Mother, Daughter Share Mother's Day Gift of Hope

ByABC News via logo
May 5, 2005, 6:33 AM

May 5, 2005 -- -- Ashley Jones has the perfect gift for her mother for Mother's Day: Hope.

Her mom's health troubles began 30 years ago in junior high school when writing her name became an impossible task due to tremors. Then Vernell Jones couldn't walk. Baffled by her condition, doctors treated her with physical therapy for what they believed was a psychosomatic condition.

Vernell's symptoms worsened with the birth of her daughter, but it wasn't until Ashley was 10 and started experiencing problems with her foot that Vernell's worst fears were realized. Ashley's legs started to give out on her for no apparent reason. Soon, she was forced to crawl while her cousins ran circles around her.

Ashley spent years going from doctor to doctor and was even admitted to a psychiatric ward and treated with Paxil, an antidepressant.

At age 13, she was diagnosed with dystonia, a neurological disorder characterized by involuntary muscle contractions. Doctors sent Ashley to Dr. Zachary Levine, an expert in deep brain stimulation at Washington Hospital Center in Washington, D.C.

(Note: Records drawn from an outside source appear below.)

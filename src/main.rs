//! closest-city CLI entry point
//!
//! Closest city by driving distance - CLI + web app

use closest_city::cli;

#[tokio::main]
async fn main() {
    if let Err(e) = cli::run().await {
        eprintln!("Error: {}", e);
        std::process::exit(1);
    }
}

DBS, a procedure where two electrodes are placed in the brain and attached to a pacemaker, is commonly used to treat tremors associated with Parkinson's disease and Tourette's syndrome. The electrodes help control and redirect the misfiring of neurological signals to the affected muscles.

"It's all about helping these people when you can take somebody who couldn't walk and they walk again," said Levine. "You give them a whole new life. And you give their family a whole new life."

After a few months of DBS treatments, Ashley is back in the game.

"I finally had a chance to play with my cousins again, go to the mall, run around with my friends. It was great," Ashley said.

DBS treatments, however, should not be touted as a medical miracle for the 300,000 Americans suffering with dystonia, insisted "Good Morning America" medical correspondent Dr.Tim Johnson.

"The response is variable from one type of dystonia or condition to another, and sometimes the response is immediate," Johnson said.